Records for this task Start Marker
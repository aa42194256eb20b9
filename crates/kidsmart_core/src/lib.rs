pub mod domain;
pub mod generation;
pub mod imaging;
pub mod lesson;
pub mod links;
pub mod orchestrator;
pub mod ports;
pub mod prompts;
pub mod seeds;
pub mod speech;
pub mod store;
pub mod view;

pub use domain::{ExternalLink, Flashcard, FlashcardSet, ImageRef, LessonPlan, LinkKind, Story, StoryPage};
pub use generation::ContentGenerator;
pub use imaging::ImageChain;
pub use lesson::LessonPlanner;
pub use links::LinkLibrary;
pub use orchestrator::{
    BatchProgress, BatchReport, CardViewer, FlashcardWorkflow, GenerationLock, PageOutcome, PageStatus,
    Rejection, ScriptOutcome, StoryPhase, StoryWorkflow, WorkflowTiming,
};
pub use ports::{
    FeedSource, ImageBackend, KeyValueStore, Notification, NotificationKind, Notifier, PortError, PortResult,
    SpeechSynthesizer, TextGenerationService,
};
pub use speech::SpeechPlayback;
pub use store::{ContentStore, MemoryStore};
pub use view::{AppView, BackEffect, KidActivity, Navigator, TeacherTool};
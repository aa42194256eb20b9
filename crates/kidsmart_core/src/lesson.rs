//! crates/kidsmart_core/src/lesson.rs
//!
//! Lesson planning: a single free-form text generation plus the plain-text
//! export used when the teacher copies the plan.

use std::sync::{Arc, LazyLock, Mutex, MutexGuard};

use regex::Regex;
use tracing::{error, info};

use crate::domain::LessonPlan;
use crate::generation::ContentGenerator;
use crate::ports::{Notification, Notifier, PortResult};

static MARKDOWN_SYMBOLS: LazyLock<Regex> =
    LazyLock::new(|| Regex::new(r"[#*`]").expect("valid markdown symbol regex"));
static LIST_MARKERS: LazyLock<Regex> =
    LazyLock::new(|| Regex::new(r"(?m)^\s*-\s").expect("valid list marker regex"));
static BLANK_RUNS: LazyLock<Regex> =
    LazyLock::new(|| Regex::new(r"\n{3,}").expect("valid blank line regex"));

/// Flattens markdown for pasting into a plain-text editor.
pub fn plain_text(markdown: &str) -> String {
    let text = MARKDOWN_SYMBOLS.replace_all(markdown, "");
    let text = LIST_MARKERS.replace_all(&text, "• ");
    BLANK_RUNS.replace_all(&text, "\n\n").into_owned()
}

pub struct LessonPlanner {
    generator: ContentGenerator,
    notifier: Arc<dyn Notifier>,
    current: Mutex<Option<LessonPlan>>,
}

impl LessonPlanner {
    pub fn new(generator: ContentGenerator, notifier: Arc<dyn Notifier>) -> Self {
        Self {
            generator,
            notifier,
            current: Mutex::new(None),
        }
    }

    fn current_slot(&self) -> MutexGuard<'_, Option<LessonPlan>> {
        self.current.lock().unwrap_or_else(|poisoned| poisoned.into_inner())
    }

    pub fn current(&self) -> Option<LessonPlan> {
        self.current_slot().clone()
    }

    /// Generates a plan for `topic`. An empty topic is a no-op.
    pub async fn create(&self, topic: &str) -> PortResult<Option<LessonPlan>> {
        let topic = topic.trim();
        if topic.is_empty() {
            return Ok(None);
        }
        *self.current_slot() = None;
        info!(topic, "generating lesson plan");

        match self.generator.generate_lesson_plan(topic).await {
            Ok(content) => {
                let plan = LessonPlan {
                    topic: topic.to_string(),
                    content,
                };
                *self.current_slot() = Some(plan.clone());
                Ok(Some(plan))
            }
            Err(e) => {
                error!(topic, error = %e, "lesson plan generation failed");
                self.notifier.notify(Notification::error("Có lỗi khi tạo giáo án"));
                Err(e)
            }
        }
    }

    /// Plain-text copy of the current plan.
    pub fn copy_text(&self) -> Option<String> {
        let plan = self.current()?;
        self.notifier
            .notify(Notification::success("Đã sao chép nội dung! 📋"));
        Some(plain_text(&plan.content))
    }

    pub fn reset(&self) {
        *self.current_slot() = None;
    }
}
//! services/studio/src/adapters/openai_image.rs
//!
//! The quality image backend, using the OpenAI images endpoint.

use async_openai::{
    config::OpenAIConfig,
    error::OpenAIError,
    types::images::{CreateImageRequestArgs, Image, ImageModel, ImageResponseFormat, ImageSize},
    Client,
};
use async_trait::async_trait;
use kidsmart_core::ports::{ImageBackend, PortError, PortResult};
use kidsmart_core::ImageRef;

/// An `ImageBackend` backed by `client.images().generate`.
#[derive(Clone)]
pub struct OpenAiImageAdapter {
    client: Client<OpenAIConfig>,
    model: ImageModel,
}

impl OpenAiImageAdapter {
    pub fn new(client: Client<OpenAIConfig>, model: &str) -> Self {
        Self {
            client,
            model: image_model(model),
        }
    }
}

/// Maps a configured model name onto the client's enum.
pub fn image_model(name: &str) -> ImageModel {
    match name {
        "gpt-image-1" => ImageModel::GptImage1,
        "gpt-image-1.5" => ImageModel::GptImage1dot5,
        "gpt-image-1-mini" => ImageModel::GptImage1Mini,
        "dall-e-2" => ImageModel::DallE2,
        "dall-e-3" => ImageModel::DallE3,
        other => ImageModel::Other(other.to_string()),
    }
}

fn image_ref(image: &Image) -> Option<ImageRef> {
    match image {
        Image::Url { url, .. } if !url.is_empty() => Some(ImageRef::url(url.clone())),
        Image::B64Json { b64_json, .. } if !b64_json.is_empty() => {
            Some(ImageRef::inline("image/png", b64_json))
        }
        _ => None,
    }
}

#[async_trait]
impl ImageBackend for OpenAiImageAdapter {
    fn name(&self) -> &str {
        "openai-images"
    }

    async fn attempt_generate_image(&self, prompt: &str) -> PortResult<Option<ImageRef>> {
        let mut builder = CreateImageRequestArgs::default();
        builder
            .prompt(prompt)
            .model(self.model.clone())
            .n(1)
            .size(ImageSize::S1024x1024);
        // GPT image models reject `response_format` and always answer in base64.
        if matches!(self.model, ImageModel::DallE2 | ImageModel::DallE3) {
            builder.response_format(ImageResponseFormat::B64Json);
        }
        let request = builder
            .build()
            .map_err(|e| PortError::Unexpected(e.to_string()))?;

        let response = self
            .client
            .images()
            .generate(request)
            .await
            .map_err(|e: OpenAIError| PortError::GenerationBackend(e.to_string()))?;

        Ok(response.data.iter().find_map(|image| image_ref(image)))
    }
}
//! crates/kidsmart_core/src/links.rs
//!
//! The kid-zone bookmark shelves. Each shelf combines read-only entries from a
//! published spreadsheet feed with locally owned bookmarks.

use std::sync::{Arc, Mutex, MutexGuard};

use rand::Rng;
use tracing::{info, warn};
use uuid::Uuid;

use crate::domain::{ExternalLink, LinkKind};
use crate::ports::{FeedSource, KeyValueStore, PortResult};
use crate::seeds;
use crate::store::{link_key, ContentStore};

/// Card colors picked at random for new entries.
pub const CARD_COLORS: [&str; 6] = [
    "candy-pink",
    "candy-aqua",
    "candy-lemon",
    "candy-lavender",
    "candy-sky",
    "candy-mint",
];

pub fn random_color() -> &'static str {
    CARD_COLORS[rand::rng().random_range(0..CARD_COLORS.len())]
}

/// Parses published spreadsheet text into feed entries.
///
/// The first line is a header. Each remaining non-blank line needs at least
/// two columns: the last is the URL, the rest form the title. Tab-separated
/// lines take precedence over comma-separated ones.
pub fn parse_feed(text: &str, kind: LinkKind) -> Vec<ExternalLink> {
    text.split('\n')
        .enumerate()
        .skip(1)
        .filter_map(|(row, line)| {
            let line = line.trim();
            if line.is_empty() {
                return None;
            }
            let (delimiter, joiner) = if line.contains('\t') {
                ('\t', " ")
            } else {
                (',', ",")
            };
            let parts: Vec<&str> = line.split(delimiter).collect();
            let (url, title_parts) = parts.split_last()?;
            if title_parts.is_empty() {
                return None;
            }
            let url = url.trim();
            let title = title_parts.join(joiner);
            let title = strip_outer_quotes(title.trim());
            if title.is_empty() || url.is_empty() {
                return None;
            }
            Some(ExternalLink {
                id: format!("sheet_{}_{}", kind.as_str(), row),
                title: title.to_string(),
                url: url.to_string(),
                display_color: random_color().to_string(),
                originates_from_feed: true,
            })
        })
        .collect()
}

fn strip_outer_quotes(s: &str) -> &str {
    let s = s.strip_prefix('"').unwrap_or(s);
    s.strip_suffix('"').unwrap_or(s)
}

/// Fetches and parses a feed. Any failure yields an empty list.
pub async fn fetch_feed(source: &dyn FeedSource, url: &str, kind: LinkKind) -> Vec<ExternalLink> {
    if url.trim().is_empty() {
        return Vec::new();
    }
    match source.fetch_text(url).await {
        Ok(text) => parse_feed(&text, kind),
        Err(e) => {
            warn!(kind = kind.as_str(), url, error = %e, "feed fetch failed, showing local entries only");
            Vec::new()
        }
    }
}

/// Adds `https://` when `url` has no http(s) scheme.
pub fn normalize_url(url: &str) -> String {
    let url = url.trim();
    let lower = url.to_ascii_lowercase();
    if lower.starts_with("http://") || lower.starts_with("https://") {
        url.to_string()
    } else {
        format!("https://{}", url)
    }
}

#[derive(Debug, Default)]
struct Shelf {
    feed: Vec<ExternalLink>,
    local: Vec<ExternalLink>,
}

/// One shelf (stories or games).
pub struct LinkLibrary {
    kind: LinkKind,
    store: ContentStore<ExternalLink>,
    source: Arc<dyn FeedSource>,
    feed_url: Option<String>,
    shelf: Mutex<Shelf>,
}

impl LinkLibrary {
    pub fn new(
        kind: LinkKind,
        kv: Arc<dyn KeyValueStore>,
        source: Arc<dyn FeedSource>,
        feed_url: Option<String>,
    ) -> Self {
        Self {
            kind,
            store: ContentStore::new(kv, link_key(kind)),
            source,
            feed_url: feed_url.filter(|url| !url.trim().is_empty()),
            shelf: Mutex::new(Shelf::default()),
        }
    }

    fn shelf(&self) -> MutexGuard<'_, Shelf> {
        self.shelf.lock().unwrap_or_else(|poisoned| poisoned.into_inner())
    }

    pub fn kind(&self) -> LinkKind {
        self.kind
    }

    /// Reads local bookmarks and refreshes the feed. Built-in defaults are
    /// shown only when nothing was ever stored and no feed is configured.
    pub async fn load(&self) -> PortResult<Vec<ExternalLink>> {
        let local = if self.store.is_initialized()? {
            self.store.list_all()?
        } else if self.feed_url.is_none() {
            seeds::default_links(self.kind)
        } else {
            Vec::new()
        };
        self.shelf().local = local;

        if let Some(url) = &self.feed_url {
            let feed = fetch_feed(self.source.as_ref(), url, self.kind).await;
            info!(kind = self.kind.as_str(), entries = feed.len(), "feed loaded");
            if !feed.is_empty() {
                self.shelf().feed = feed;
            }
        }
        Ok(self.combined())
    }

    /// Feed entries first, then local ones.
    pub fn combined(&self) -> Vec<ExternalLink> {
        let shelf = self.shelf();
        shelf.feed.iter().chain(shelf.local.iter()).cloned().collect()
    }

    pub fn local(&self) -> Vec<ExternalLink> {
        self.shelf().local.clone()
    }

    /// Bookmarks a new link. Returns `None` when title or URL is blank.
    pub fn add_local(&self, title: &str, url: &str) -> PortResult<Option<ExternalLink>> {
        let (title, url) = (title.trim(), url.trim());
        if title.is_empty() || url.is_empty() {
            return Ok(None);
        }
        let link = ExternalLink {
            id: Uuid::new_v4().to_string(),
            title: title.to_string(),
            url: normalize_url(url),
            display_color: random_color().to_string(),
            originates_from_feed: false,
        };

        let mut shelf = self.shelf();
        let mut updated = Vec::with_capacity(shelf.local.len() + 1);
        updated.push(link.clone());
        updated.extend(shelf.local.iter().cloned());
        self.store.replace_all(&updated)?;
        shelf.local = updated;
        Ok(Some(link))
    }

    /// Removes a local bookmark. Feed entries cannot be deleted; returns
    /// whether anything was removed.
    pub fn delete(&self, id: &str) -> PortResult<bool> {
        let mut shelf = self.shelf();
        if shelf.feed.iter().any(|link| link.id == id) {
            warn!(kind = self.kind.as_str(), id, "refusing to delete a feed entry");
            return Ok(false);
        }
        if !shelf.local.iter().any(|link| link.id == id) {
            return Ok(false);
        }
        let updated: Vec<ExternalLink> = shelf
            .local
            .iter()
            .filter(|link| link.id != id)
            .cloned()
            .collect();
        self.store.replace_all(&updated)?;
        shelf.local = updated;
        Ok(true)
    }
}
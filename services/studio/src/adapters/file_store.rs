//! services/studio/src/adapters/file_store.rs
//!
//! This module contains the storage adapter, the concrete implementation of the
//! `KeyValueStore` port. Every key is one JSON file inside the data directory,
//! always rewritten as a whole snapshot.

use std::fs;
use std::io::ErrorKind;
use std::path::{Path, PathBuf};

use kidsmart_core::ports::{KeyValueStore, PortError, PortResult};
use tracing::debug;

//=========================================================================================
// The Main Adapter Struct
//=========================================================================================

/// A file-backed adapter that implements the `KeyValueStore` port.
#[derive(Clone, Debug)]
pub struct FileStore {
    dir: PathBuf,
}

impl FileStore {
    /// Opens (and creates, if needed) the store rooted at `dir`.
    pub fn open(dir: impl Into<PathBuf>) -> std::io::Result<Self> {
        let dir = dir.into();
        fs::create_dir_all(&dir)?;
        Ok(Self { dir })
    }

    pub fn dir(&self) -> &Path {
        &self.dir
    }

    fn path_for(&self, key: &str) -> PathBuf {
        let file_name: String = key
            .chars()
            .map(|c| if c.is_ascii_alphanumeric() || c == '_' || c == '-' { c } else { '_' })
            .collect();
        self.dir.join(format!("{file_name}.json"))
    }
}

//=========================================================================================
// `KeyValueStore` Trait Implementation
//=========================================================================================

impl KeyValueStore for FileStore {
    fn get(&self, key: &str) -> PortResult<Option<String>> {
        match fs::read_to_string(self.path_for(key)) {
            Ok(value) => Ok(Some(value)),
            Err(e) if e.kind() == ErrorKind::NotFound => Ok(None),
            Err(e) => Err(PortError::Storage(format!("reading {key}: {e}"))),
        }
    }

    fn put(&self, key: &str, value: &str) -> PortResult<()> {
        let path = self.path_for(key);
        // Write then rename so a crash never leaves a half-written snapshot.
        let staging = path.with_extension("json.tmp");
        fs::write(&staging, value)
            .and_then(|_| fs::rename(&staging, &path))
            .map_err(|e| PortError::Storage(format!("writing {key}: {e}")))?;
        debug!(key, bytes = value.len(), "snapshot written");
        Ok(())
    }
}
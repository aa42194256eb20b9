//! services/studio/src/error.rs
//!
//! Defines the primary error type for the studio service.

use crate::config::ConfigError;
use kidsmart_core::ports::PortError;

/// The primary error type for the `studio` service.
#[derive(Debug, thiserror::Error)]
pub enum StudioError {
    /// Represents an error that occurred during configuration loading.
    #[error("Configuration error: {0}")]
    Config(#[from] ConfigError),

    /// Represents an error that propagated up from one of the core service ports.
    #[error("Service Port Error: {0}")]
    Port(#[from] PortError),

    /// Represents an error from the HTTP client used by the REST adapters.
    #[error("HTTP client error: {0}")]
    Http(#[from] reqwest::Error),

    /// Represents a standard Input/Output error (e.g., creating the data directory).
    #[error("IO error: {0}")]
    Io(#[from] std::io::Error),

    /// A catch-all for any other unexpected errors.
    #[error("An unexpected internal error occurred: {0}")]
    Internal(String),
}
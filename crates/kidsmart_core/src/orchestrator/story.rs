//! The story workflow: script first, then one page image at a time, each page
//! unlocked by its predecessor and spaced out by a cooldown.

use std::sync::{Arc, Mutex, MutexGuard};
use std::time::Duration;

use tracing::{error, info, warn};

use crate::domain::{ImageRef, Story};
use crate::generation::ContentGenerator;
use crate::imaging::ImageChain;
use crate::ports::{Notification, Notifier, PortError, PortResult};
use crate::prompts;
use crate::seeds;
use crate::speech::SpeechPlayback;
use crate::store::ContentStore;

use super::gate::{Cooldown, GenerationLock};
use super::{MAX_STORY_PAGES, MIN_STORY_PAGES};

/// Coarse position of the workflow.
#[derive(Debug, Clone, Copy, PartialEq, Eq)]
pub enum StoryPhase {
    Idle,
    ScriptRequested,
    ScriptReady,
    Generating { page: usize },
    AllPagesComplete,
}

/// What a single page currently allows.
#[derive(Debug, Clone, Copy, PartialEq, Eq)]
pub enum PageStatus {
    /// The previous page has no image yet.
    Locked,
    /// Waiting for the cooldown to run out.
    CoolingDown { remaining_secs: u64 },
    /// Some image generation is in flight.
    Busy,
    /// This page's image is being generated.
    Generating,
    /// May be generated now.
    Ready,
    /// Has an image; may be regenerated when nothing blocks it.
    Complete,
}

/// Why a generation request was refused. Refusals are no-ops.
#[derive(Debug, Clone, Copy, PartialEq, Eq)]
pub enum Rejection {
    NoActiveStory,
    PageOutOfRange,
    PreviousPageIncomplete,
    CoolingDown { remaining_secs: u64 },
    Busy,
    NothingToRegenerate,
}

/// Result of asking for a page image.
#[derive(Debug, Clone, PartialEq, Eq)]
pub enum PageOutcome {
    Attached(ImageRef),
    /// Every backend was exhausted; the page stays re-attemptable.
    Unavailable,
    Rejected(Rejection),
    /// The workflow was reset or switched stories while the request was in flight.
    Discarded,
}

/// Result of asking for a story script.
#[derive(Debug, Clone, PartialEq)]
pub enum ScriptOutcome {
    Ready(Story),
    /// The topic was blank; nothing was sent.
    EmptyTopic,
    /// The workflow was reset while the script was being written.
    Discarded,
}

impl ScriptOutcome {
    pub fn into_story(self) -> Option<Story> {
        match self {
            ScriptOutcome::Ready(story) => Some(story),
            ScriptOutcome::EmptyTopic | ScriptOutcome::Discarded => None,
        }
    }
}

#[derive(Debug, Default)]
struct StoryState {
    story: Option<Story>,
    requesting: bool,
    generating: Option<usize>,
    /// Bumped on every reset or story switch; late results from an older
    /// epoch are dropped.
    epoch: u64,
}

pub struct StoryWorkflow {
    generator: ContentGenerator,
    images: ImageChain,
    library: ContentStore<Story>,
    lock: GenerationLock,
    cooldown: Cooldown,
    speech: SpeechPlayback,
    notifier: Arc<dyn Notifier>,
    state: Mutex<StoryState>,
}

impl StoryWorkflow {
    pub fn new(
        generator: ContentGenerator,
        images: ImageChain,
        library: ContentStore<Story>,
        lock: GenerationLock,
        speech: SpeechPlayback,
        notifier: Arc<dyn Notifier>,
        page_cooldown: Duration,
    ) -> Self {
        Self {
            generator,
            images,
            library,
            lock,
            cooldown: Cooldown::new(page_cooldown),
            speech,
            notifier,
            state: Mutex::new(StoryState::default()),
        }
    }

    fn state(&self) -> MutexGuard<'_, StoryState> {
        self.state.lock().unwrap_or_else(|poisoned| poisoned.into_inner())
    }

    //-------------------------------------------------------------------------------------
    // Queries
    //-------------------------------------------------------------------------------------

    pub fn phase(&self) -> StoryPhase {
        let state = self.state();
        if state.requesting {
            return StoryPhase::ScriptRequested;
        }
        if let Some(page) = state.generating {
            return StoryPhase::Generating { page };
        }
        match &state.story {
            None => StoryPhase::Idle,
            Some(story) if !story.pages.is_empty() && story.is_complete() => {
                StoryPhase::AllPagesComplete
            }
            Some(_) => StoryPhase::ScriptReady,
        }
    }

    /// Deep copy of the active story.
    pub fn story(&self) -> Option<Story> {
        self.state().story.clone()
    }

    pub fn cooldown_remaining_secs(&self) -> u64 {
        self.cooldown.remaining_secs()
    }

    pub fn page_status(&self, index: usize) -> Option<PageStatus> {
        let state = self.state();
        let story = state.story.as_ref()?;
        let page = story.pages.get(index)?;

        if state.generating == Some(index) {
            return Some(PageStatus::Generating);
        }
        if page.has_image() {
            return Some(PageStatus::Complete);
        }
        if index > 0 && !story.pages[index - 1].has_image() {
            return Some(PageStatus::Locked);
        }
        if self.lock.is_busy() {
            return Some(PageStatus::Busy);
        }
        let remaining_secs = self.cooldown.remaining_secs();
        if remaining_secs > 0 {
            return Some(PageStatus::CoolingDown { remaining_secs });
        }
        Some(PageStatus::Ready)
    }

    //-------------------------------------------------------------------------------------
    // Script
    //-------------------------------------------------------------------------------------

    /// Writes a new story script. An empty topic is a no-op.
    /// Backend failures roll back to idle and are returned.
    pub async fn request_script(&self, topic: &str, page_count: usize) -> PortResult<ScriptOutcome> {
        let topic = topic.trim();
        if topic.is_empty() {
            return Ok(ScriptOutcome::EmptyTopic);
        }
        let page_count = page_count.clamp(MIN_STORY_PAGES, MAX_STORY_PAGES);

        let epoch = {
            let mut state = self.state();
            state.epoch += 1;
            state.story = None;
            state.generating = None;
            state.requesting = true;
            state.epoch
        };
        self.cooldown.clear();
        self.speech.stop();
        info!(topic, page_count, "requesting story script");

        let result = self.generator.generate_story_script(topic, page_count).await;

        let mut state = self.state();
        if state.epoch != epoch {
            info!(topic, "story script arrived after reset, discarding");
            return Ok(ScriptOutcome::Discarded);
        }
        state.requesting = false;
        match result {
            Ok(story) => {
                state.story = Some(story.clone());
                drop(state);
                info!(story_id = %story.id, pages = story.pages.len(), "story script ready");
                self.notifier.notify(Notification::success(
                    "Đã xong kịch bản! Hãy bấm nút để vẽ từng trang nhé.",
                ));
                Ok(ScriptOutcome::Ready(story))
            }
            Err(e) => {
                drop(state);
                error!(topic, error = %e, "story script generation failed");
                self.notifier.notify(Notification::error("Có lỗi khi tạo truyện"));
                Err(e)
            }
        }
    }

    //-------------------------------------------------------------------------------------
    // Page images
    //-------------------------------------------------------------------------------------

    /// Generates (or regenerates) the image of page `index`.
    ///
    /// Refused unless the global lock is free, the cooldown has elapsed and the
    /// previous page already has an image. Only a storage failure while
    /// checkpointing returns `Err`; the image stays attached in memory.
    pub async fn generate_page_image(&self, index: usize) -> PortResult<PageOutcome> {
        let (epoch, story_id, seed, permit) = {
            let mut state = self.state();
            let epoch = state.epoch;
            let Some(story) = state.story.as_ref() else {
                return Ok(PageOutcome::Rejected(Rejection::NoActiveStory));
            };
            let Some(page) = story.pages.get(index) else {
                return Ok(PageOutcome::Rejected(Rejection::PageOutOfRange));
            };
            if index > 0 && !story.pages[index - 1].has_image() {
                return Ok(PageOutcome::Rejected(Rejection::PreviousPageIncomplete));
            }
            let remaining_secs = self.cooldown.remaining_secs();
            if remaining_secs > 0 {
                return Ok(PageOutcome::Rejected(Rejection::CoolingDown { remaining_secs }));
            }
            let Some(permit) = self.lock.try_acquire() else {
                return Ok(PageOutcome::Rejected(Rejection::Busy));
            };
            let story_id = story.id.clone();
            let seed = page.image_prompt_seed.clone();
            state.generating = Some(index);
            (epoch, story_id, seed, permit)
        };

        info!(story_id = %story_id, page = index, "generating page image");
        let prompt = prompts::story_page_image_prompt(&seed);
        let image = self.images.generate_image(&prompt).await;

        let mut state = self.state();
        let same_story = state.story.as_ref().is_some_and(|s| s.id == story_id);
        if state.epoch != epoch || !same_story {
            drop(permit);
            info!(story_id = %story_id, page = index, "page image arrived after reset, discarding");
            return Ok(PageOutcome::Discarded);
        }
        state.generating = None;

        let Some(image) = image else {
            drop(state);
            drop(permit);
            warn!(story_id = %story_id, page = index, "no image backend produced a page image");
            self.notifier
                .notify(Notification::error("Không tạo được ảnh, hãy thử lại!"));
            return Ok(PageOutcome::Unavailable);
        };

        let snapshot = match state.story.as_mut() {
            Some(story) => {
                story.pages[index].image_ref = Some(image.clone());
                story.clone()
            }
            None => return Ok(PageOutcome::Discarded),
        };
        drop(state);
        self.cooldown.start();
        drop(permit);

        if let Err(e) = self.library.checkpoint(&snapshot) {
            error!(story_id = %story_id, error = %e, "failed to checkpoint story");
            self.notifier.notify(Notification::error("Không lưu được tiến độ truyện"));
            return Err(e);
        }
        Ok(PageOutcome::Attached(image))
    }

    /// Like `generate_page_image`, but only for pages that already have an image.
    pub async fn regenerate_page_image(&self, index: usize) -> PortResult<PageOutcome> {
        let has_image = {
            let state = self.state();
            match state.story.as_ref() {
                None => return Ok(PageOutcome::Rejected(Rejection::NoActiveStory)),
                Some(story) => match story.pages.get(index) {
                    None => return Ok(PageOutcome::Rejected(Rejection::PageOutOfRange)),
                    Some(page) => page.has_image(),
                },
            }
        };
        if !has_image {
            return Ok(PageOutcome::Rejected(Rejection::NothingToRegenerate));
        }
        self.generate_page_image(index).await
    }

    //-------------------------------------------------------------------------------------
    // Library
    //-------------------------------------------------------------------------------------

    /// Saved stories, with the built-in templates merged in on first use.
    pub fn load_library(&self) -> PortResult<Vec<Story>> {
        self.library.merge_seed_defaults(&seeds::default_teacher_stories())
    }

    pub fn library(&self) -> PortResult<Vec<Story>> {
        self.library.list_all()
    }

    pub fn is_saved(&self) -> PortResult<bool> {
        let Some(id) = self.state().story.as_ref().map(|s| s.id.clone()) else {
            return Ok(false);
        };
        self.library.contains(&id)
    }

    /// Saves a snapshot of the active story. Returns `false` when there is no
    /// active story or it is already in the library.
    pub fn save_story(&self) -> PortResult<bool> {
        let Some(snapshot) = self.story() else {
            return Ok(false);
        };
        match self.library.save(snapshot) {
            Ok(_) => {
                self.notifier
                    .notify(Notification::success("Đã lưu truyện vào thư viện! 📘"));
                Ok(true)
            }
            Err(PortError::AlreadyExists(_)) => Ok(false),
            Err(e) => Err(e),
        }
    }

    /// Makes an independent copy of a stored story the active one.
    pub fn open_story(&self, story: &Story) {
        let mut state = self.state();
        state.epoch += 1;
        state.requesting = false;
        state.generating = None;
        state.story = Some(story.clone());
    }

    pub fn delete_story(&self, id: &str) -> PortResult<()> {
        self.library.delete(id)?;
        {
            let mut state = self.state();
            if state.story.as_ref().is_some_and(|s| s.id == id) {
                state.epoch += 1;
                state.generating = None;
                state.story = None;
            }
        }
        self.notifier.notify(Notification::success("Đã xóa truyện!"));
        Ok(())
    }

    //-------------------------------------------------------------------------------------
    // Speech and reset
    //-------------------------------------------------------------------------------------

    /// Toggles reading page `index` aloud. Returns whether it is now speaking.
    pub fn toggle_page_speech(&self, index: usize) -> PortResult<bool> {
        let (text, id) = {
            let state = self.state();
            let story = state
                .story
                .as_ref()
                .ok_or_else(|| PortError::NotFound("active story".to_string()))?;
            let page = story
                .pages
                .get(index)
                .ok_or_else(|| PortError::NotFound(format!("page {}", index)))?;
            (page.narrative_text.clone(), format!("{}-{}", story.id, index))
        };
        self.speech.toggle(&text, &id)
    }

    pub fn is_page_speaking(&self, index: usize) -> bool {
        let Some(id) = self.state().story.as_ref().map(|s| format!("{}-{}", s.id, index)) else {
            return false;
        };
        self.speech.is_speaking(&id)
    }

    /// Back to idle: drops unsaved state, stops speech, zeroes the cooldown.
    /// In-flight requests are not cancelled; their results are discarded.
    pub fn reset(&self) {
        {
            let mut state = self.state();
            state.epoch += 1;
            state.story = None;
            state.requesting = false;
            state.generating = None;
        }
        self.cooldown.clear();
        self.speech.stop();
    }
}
Records for this task End Marker
- [Aim of the task]:
There is a line with "fn state(&self) ->" and a line with "pub fn story(&self)" above. Copy exactly those two lines and all lines between them, with nothing else.

- [Answer for the task]:
    fn state(&self) -> MutexGuard<'_, StoryState> {
        self.state.lock().unwrap_or_else(|poisoned| poisoned.into_inner())
    }

    //-------------------------------------------------------------------------------------
    // Queries
    //-------------------------------------------------------------------------------------

    pub fn phase(&self) -> StoryPhase {
        let state = self.state();
        if state.requesting {
            return StoryPhase::ScriptRequested;
        }
        if let Some(page) = state.generating {
            return StoryPhase::Generating { page };
        }
        match &state.story {
            None => StoryPhase::Idle,
            Some(story) if !story.pages.is_empty() && story.is_complete() => {
                StoryPhase::AllPagesComplete
            }
            Some(_) => StoryPhase::ScriptReady,
        }
    }

    /// Deep copy of the active story.
    pub fn story(&self) -> Option<Story> {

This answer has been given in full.